O caso mais grave relatado no documento é o do adolescente Miguel, de 11 anos, portador de epilepsia severa (Síndrome de West). A Defensoria solicitou o bloqueio de verbas em juízo para a compra de seus remédios em outubro de 2025. No entanto, após meses de barreiras procedimentais, a ordem judicial não foi efetivada a tempo e Miguel faleceu em abril de 2026, em decorrência da doença, sem receber o tratamento adequado.
Segundo a Defensora Pública Subcoordenadora de Saúde, Luiza Maciel, as regras fixadas pelo Supremo Tribunal Federal (Tema 1234) para disciplinar compras de remédios não podem ser transformadas em uma barreira que impede o acesso à saúde.

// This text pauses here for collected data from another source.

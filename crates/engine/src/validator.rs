//! Transition validation.
//!
//! Pure: the decision depends only on the graph snapshot, the current
//! status, the target and the reason. No I/O, no clock, no randomness.

use txflow_storage::{StatusId, StatusRecord, TransitionRecord};

use crate::error::{Rejection, RejectionCode};
use crate::graph::WorkflowGraph;

/// Outcome of [`validate_transition`].
#[derive(Debug, Clone, PartialEq, Eq)]
pub enum Decision<'g> {
    /// The matched edge, borrowed from the snapshot that accepted it.
    Accepted(&'g TransitionRecord),
    Rejected(Rejection),
}

impl<'g> Decision<'g> {
    pub fn into_result(self) -> Result<&'g TransitionRecord, Rejection> {
        match self {
            Decision::Accepted(edge) => Ok(edge),
            Decision::Rejected(rejection) => Err(rejection),
        }
    }
}

/// Decide whether a transaction in `current` may move to `target`.
///
/// Rules apply in order: a final current status is terminal; otherwise a
/// single configured edge `current -> target` must exist; if that edge
/// requires a comment, `reason` must contain something besides whitespace.
pub fn validate_transition<'g>(
    graph: &'g WorkflowGraph,
    current: &StatusRecord,
    target: StatusId,
    reason: Option<&str>,
) -> Decision<'g> {
    if current.is_final {
        return Decision::Rejected(Rejection {
            code: RejectionCode::TerminalStatus,
            detail: format!("Cannot transition from final status '{}'", current.name),
        });
    }

    let Some(edge) = graph.edge(current.id, target) else {
        return Decision::Rejected(Rejection {
            code: RejectionCode::NoSuchTransition,
            detail: format!(
                "Transition from '{}' to status ID {} is not allowed",
                current.name, target
            ),
        });
    };

    let has_reason = reason.is_some_and(|r| !r.trim().is_empty());
    if edge.requires_comment && !has_reason {
        return Decision::Rejected(Rejection {
            code: RejectionCode::MissingReason,
            detail: format!("Transition '{}' requires a reason", edge.name),
        });
    }

    Decision::Accepted(edge)
}

#[cfg(test)]
mod tests {
    use time::OffsetDateTime;
    use txflow_storage::seed;

    use super::*;

    fn graph() -> WorkflowGraph {
        WorkflowGraph::new(
            seed::statuses(OffsetDateTime::UNIX_EPOCH),
            seed::transitions(OffsetDateTime::UNIX_EPOCH),
        )
    }

    fn status(graph: &WorkflowGraph, id: StatusId) -> StatusRecord {
        graph.status(id).cloned().unwrap()
    }

    fn code(decision: Decision<'_>) -> RejectionCode {
        match decision {
            Decision::Rejected(r) => r.code,
            Decision::Accepted(edge) => panic!("unexpectedly accepted '{}'", edge.name),
        }
    }

    #[test]
    fn accepts_configured_edge() {
        let g = graph();
        let created = status(&g, seed::CREATED);
        match validate_transition(&g, &created, seed::VALIDATED, None) {
            Decision::Accepted(edge) => {
                assert_eq!(edge.name, "Validate");
                assert_eq!(edge.to_status_name, "Validated");
            }
            Decision::Rejected(r) => panic!("rejected: {r}"),
        }
    }

    #[test]
    fn final_status_is_terminal_even_for_unknown_target() {
        let g = graph();
        let completed = status(&g, seed::COMPLETED);
        let decision = validate_transition(&g, &completed, StatusId(999), Some("why not"));
        match decision {
            Decision::Rejected(r) => {
                assert_eq!(r.code, RejectionCode::TerminalStatus);
                assert_eq!(r.detail, "Cannot transition from final status 'Completed'");
            }
            Decision::Accepted(_) => panic!("accepted from a final status"),
        }
    }

    #[test]
    fn skipping_a_step_is_no_such_transition() {
        let g = graph();
        let created = status(&g, seed::CREATED);
        assert_eq!(
            code(validate_transition(&g, &created, seed::COMPLETED, None)),
            RejectionCode::NoSuchTransition
        );
        assert_eq!(
            code(validate_transition(&g, &created, seed::PROCESSING, None)),
            RejectionCode::NoSuchTransition
        );
    }

    #[test]
    fn required_reason_must_not_be_blank() {
        let g = graph();
        let processing = status(&g, seed::PROCESSING);
        for reason in [None, Some(""), Some("   \t\n")] {
            assert_eq!(
                code(validate_transition(&g, &processing, seed::FAILED, reason)),
                RejectionCode::MissingReason,
                "reason {reason:?}"
            );
        }
        assert!(matches!(
            validate_transition(&g, &processing, seed::FAILED, Some("gateway timeout")),
            Decision::Accepted(_)
        ));
    }

    #[test]
    fn rollback_needs_no_reason() {
        let g = graph();
        let failed = status(&g, seed::FAILED);
        let edge = validate_transition(&g, &failed, seed::VALIDATED, None)
            .into_result()
            .unwrap();
        assert!(edge.is_rollback);
    }

    #[test]
    fn same_inputs_same_decision() {
        let g = graph();
        let processing = status(&g, seed::PROCESSING);
        let first = validate_transition(&g, &processing, seed::FAILED, None);
        let second = validate_transition(&g, &processing, seed::FAILED, None);
        assert_eq!(first, second);
    }
}
pub mod conformance;
mod error;
mod memory;
mod record;
pub mod seed;
mod traits;

pub use error::StorageError;
pub use memory::{MemorySnapshot, MemoryStore};
pub use record::{
    HistoryRecord, NewHistoryRecord, NewStatus, NewTransition, StatusId, StatusRecord,
    TransactionRecord, TransitionRecord,
};
pub use traits::WorkflowStore;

– Discussões sobre tabelas de preços e burocracia entre órgãos e distribuidores jamais podem se sobrepor à vida. Para quem está doente, um único dia de atraso pode ser fatal – afirma a Defensora Pública Subcoordenadora de Saúde, Luiza Maciel.

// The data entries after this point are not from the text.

//! `txflow serve` -- HTTP JSON API over the workflow engine.
//!
//! Endpoints:
//! - GET  /health                                   - Server status (never authenticated)
//! - POST /transactions                             - Create a transaction
//! - GET  /transactions/{id}                        - Transaction with history
//! - POST /transactions/{id}/transition             - Request a status change
//! - GET  /transactions/{id}/available-transitions  - Edges from the current status
//! - GET  /transactions/{id}/history                - History, newest first
//! - GET  /admin/statuses, POST /admin/statuses     - Workflow statuses
//! - GET  /admin/transitions, POST /admin/transitions
//! - POST /admin/cache/refresh                      - Reload the workflow graph
//!
//! Errors are `{"error": <code>, "details": <message>}`.

mod admin;
mod handlers;
mod middleware;
mod state;

use std::net::SocketAddr;
use std::sync::Arc;

use axum::extract::rejection::JsonRejection;
use axum::extract::DefaultBodyLimit;
use axum::http::{Method, StatusCode};
use axum::response::{IntoResponse, Response};
use axum::routing::{get, post};
use axum::{middleware as axum_middleware, Json, Router};
use tower_http::cors::{Any, CorsLayer};
use tower_http::trace::TraceLayer;
use txflow_engine::{AdminError, EngineError, WorkflowEngine};
use txflow_storage::MemoryStore;

use self::admin::{
    handle_add_status, handle_add_transition, handle_list_statuses, handle_list_transitions,
    handle_refresh_cache,
};
use self::handlers::{
    handle_available_transitions, handle_create_transaction, handle_get_transaction,
    handle_health, handle_history, handle_not_found, handle_transition,
};
use self::middleware::admin_auth_middleware;
use self::state::AppState;
use crate::config::ServerConfig;

/// Maximum request body size: 64 KB.
const MAX_BODY_SIZE: usize = 64 * 1024;

/// Construct a JSON error response.
fn json_error(status: StatusCode, code: &str, details: &str) -> Response {
    (
        status,
        Json(serde_json::json!({"error": code, "details": details})),
    )
        .into_response()
}

/// HTTP status for a stable error code.
fn status_for(code: &str) -> StatusCode {
    match code {
        "not_found" => StatusCode::NOT_FOUND,
        "terminal_status"
        | "no_such_transition"
        | "missing_reason"
        | "invalid_input"
        | "no_initial_status"
        | "ambiguous_initial_status"
        | "transition_from_final" => StatusCode::BAD_REQUEST,
        "concurrency_conflict"
        | "duplicate"
        | "duplicate_status_name"
        | "duplicate_transition"
        | "initial_status_exists" => StatusCode::CONFLICT,
        "store_unavailable" => StatusCode::SERVICE_UNAVAILABLE,
        "timeout" => StatusCode::GATEWAY_TIMEOUT,
        _ => StatusCode::INTERNAL_SERVER_ERROR,
    }
}

/// Handler error, rendered through [`json_error`].
#[derive(Debug)]
pub(crate) enum ApiError {
    Engine(EngineError),
    Admin(AdminError),
    /// Malformed request body.
    BadRequest(String),
    /// Path did not name a resource.
    NotFound(String),
}

impl From<EngineError> for ApiError {
    fn from(err: EngineError) -> Self {
        ApiError::Engine(err)
    }
}

impl From<AdminError> for ApiError {
    fn from(err: AdminError) -> Self {
        ApiError::Admin(err)
    }
}

impl From<JsonRejection> for ApiError {
    fn from(rejection: JsonRejection) -> Self {
        ApiError::BadRequest(rejection.body_text())
    }
}

impl IntoResponse for ApiError {
    fn into_response(self) -> Response {
        let (code, details) = match &self {
            ApiError::Engine(e) => (e.code(), e.to_string()),
            ApiError::Admin(e) => (e.code(), e.to_string()),
            ApiError::BadRequest(msg) => ("invalid_input", msg.clone()),
            ApiError::NotFound(msg) => ("not_found", msg.clone()),
        };
        let status = status_for(code);
        if status.is_server_error() {
            tracing::warn!(code, %details, "request failed");
        }
        json_error(status, code, &details)
    }
}

/// Build the router over an already constructed engine.
fn router(state: Arc<AppState>) -> Router {
    let cors = CorsLayer::new()
        .allow_origin(Any)
        .allow_methods([Method::GET, Method::POST])
        .allow_headers(Any);

    let admin = Router::new()
        .route(
            "/admin/statuses",
            get(handle_list_statuses).post(handle_add_status),
        )
        .route(
            "/admin/transitions",
            get(handle_list_transitions).post(handle_add_transition),
        )
        .route("/admin/cache/refresh", post(handle_refresh_cache))
        .route_layer(axum_middleware::from_fn_with_state(
            state.clone(),
            admin_auth_middleware,
        ));

    Router::new()
        .route("/health", get(handle_health))
        .route("/transactions", post(handle_create_transaction))
        .route("/transactions/{id}", get(handle_get_transaction))
        .route("/transactions/{id}/transition", post(handle_transition))
        .route(
            "/transactions/{id}/available-transitions",
            get(handle_available_transitions),
        )
        .route("/transactions/{id}/history", get(handle_history))
        .merge(admin)
        .fallback(handle_not_found)
        .layer(TraceLayer::new_for_http())
        .layer(cors)
        .layer(DefaultBodyLimit::max(MAX_BODY_SIZE))
        .with_state(state)
}

/// Start the HTTP server over a freshly seeded in-memory store.
pub(crate) async fn start_server(config: ServerConfig) -> Result<(), Box<dyn std::error::Error>> {
    let engine = WorkflowEngine::new(Arc::new(MemoryStore::seeded()), config.engine.clone());
    // Warm the graph cache so consistency issues are logged at startup.
    let graph = engine.graph().await?;
    tracing::info!(
        statuses = graph.statuses().len(),
        transitions = graph.transitions().len(),
        "workflow graph loaded"
    );

    if config.admin_api_key.is_some() {
        tracing::info!("admin API key authentication enabled");
    }
    let state = Arc::new(AppState::new(engine, config.admin_api_key));
    let app = router(state);

    let addr = SocketAddr::from(([0, 0, 0, 0], config.port));
    let listener = tokio::net::TcpListener::bind(addr).await?;
    tracing::info!("txflow listening on http://{}", addr);
    axum::serve(listener, app)
        .with_graceful_shutdown(shutdown_signal())
        .await?;

    tracing::info!("server shut down");
    Ok(())
}

/// Wait for a shutdown signal (Ctrl+C).
async fn shutdown_signal() {
    if let Err(e) = tokio::signal::ctrl_c().await {
        tracing::error!(error = %e, "failed to install Ctrl+C handler");
        std::future::pending::<()>().await;
    }
    tracing::info!("received shutdown signal");
}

O ofício enviado pela Defensoria faz também um alerta dramático quanto à aplicação indevida dessas regras a fórmulas infantis para bebês com Alergia à Proteína do Leite de Vaca (APLV). Embora o próprio STF já tenha esclarecido que a limitação de preços se aplica estritamente a medicamentos, juízes vêm retendo pedidos de leites alimentares na mesma fila burocrática. A prática vem expondo bebês de famílias hipossuficientes a quadros graves de desnutrição severa e choque anafilático.
Para estancar a crise e garantir a entrega rápida dos remédios, a Defensoria Pública apresentou propostas concretas ao TJRJ e à SES-RJ:
- Fixação de prazo máximo 72 horas para que a Central de Compras responda aos juízes;
- Liberação para compra direta em farmácias e drogarias comerciais pelo preço de mercado caso o sistema governamental não entregue o remédio no prazo;
- Orientação imediata a magistrados para liberar a compra sem entraves de fórmulas infantis e fraldas;
- Transparência com a publicação de relatórios bimestrais sobre o total de pedidos atendidos pela Central de Compras.